II. Монстры в народной литературе
Итак, обратимся к небольшому фрагменту этой истории и рассмотрим один тип документальных источников, живо свидетельствующий о любопытстве, которое вызывает монструозность, о широте его распространения и многообразии порождаемых им коммерческих форм: речь о той литературе, которую распространяли бродячие разносчики. Известно, сколь важна роль такой торговли в традиционном обществе, где «набор промыслов» достигает поразительной широты и массовости и, по выражению Фернана Броделя, располагается у нижней границы экономического обмена. Известен и успех торговли вразнос печатными листками, которая, несмотря на общий упадок, выстоит вплоть до XIX века[1026].
Монстры — один из любимых сюжетов печатных памфлетов (в силу распространенного анахронизма порой именуемых «утками»), которые, до появления «синей библиотеки» и газет, рассказывали о том, что сейчас мы назвали бы «происшествиями». Каков предмет этих памфлетов? Они сообщают о преступлениях, святотатствах, воровстве, убийствах и поединках, равно как и о следовавшей за ними справедливой каре; подробно описывают природные бедствия, эпидемии, наводнения и пожары; рассказывают о сверхъестественных и необыкновенных событиях, о небесных явлениях, видениях и чудесах, равно как и об ужасном и поразительном — проделках дьявола, призраках и монстрах. Это низовая народная литература, посвященная насилию, бедствиям и необычайному…

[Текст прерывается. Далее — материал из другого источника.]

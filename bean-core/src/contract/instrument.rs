//! Derivative contract identity and the contract name grammar.
//!
//! Names follow the venue convention:
//!
//! | name                    | kind      |
//! |-------------------------|-----------|
//! | `BTC-PERPETUAL`         | perpetual |
//! | `BTC-INDEX`             | index     |
//! | `BTC-DERIBIT-INDEX`     | index     |
//! | `BTC-29MAR19`           | future    |
//! | `BTC-29MAR19-3500-C`    | option    |
//!
//! Dates are `DMMMYY` or `DDMMMYY` and always expire at 08:00 UTC.

use chrono::{DateTime, Datelike, Duration, NaiveDate, TimeZone, Utc};
use serde::{Deserialize, Serialize};
use std::fmt;
use std::hash::{Hash, Hasher};
use std::str::FromStr;

use crate::error::ContractError;
use crate::types::{Coin, Pair};

/// UTC hour at which dated contracts expire.
pub const EXPIRY_HOUR: u32 = 8;

const MONTHS: [&str; 12] = [
    "JAN", "FEB", "MAR", "APR", "MAY", "JUN", "JUL", "AUG", "SEP", "OCT", "NOV", "DEC",
];

/// Kind of derivative.
#[derive(Debug, Clone, Copy, PartialEq, Eq, Hash, Serialize, Deserialize)]
#[serde(rename_all = "snake_case")]
pub enum ContractKind {
    /// Dated future
    Future,
    /// European option on the dated future
    Option,
    /// Perpetual swap
    Perpetual,
    /// Price index; `deribit` selects the `COIN-DERIBIT-INDEX` rendering
    Index {
        /// Venue specific index name
        deribit: bool,
    },
}

/// Option flag.
#[derive(Debug, Clone, Copy, PartialEq, Eq, Hash, Serialize, Deserialize)]
pub enum CallPut {
    /// Call
    Call,
    /// Put
    Put,
    /// Not an option
    None,
}

impl CallPut {
    /// The opposite flag; `None` stays `None`.
    #[must_use]
    pub const fn mirror(self) -> Self {
        match self {
            Self::Call => Self::Put,
            Self::Put => Self::Call,
            Self::None => Self::None,
        }
    }
}

impl fmt::Display for CallPut {
    fn fmt(&self, f: &mut fmt::Formatter<'_>) -> fmt::Result {
        match self {
            Self::Call => write!(f, "C"),
            Self::Put => write!(f, "P"),
            Self::None => write!(f, "N"),
        }
    }
}

/// A derivative instrument.
///
/// Equality follows instrument identity: options compare every field,
/// futures compare underlying and expiry, perpetuals and indices compare
/// kind and underlying only.
///
/// # Examples
///
/// ```
/// use bean_core::contract::Contract;
///
/// let c: Contract = "BTC-2FEB20-9000-C".parse().unwrap();
/// assert!(c.is_option());
/// assert_eq!(c.name(), "BTC-2FEB20-9000-C");
/// ```
#[derive(Debug, Clone, Serialize, Deserialize)]
#[serde(try_from = "String", into = "String")]
pub struct Contract {
    kind: ContractKind,
    underlying: Pair,
    expiry: DateTime<Utc>,
    delivery: DateTime<Utc>,
    strike: f64,
    call_put: CallPut,
}

impl Contract {
    /// Perpetual swap on `underlying`.
    #[must_use]
    pub fn perpetual(underlying: Pair) -> Self {
        Self::undated(ContractKind::Perpetual, underlying)
    }

    /// Price index on `underlying`.
    #[must_use]
    pub fn index(underlying: Pair, deribit: bool) -> Self {
        Self::undated(ContractKind::Index { deribit }, underlying)
    }

    /// Future delivering on the UTC date of `expiry`, at 08:00.
    #[must_use]
    pub fn future(underlying: Pair, expiry: DateTime<Utc>) -> Self {
        let expiry = expiry_on_date(expiry);
        Self {
            kind: ContractKind::Future,
            underlying,
            expiry,
            delivery: expiry,
            strike: 0.0,
            call_put: CallPut::None,
        }
    }

    /// Option expiring on the UTC date of `expiry`, at 08:00.
    ///
    /// The strike is rounded to a whole, non-negative number so that the
    /// contract survives a trip through its name.
    #[must_use]
    pub fn option(underlying: Pair, expiry: DateTime<Utc>, strike: f64, call_put: CallPut) -> Self {
        let expiry = expiry_on_date(expiry);
        let strike = strike.round();
        Self {
            kind: ContractKind::Option,
            underlying,
            expiry,
            delivery: expiry,
            strike: if strike > 0.0 { strike } else { 0.0 },
            call_put,
        }
    }

    fn undated(kind: ContractKind, underlying: Pair) -> Self {
        let expiry = undated_expiry();
        Self {
            kind,
            underlying,
            expiry,
            delivery: expiry,
            strike: 0.0,
            call_put: CallPut::None,
        }
    }

    /// Canonical name, e.g. `BTC-2FEB20-9000-C`.
    #[must_use]
    pub fn name(&self) -> String {
        let coin = self.underlying.coin;
        match self.kind {
            ContractKind::Perpetual => format!("{coin}-PERPETUAL"),
            ContractKind::Index { deribit: false } => format!("{coin}-INDEX"),
            ContractKind::Index { deribit: true } => format!("{coin}-DERIBIT-INDEX"),
            ContractKind::Future => format!("{coin}-{}", format_expiry(self.expiry)),
            ContractKind::Option => format!(
                "{coin}-{}-{:.0}-{}",
                format_expiry(self.expiry),
                self.strike,
                self.call_put
            ),
        }
    }

    /// Instrument kind.
    #[must_use]
    pub const fn kind(&self) -> ContractKind {
        self.kind
    }

    /// Underlying pair, always quoted in USD.
    #[must_use]
    pub const fn underlying(&self) -> Pair {
        self.underlying
    }

    /// Expiry time. Undated contracts report 1970-01-01 08:00 UTC.
    #[must_use]
    pub const fn expiry(&self) -> DateTime<Utc> {
        self.expiry
    }

    /// Delivery time.
    #[must_use]
    pub const fn delivery(&self) -> DateTime<Utc> {
        self.delivery
    }

    /// Strike; zero for anything but options.
    #[must_use]
    pub const fn strike(&self) -> f64 {
        self.strike
    }

    /// Option flag.
    #[must_use]
    pub const fn call_put(&self) -> CallPut {
        self.call_put
    }

    /// True for options.
    #[must_use]
    pub const fn is_option(&self) -> bool {
        matches!(self.kind, ContractKind::Option)
    }

    /// True for perpetual swaps.
    #[must_use]
    pub const fn is_perpetual(&self) -> bool {
        matches!(self.kind, ContractKind::Perpetual)
    }

    /// Whole days from `asof` to expiry.
    #[must_use]
    pub fn expiry_days(&self, asof: DateTime<Utc>) -> i64 {
        day_diff(asof, self.expiry)
    }

    /// The future an option is written on. Non-options map to themselves.
    #[must_use]
    pub fn under_future(&self) -> Self {
        if self.is_option() {
            Self::future(self.underlying, self.expiry)
        } else {
            self.clone()
        }
    }

    /// The same option with the opposite flag.
    #[must_use]
    pub fn call_put_mirror(&self) -> Self {
        Self {
            call_put: self.call_put.mirror(),
            ..self.clone()
        }
    }
}

impl PartialEq for Contract {
    fn eq(&self, other: &Self) -> bool {
        match (self.kind, other.kind) {
            (ContractKind::Option, ContractKind::Option) => {
                self.underlying == other.underlying
                    && self.expiry == other.expiry
                    && self.delivery == other.delivery
                    && self.strike == other.strike
                    && self.call_put == other.call_put
            }
            (ContractKind::Future, ContractKind::Future) => {
                self.underlying == other.underlying && self.expiry == other.expiry
            }
            (a, b) => a == b && self.underlying == other.underlying,
        }
    }
}

impl Eq for Contract {}

impl Hash for Contract {
    fn hash<H: Hasher>(&self, state: &mut H) {
        self.kind.hash(state);
        self.underlying.hash(state);
        match self.kind {
            ContractKind::Option => {
                self.expiry.hash(state);
                self.strike.to_bits().hash(state);
                self.call_put.hash(state);
            }
            ContractKind::Future => self.expiry.hash(state),
            ContractKind::Perpetual | ContractKind::Index { .. } => {}
        }
    }
}

impl fmt::Display for Contract {
    fn fmt(&self, f: &mut fmt::Formatter<'_>) -> fmt::Result {
        f.write_str(&self.name())
    }
}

В городах, особенно начиная со второй половины XVI века, распространяются листки и небольшие памфлеты, которые чаще продаются вразнос, реже — в лавках; их заголовки анонсируют необычайный случай, дают его характеристику, указывают место и время; далее идет изображение монстра, сопровождаемое кратким текстом об истории его появления и назиданиями о том, какой из этого следует извлечь урок. Это одни из первых свидетельств темы монструозности в народной литературе[1027]. От этих листков «к случаю» берет исток особый жанр печатных монструозностей, который будет иметь неизменный успех, и который уже в 1550–1650–е годы, когда по рукам начинают ходить изображения анатомических отклонений, заставляет поднять вопрос о том, какова была их аудитория. Не исключительно народная: по–видимому, эти листки и памфлеты адресовались более широкой и социально недифференцированной публике и имели большой потребительский потенциал. Мемуары эпохи свидетельствуют о живейшем любопытстве, вызываемом этими бумажными чудищами[1028]. Так, Пьер де Л’Этуаль не ограничивается тем, что фиксирует в дневнике досужие разговоры на перекрестках. Он составляет коллекцию: 6 января 1609 года, проходя мимо парижского Дворца правосудия, он видит разносчика, расхваливающего гравюры с изображением двух «поразительных и ужасных» монстров; гравюры вскоре пополняют его собрание[1029]. Любопытство этого образованного буржуа ничем не отличается от простонародного изумленного ротозейства. Сходным образом, рождение монстров или встречи с ними, о которых рассказывают уличные листки, перекочевывают (часто без малейших изменений) в специальные собрания и научные трактаты, для которых они становятся частью фактического материала. Компиляции Рюэффа, Паре, Боэстюо, Личети и многих других[1030], неоднократно пополняемые и переиздаваемые на протяжении XVI–XVII веков[1031], приносят эти народные вымыслы в библиотеки образованной публики. И хотя главное место здесь занимают придуманные чудища, которых никто не видел и не увидит, тем не менее это первые собрания эмпирических данных по монструозности. В том, что касается монстров, различие и разграничение научного наблюдения и массового любопытства на рубеже XVII века остается смутным и неопределенным, речи эрудитов смешиваются с уличными побасенками. В стране монстров правит вымысел.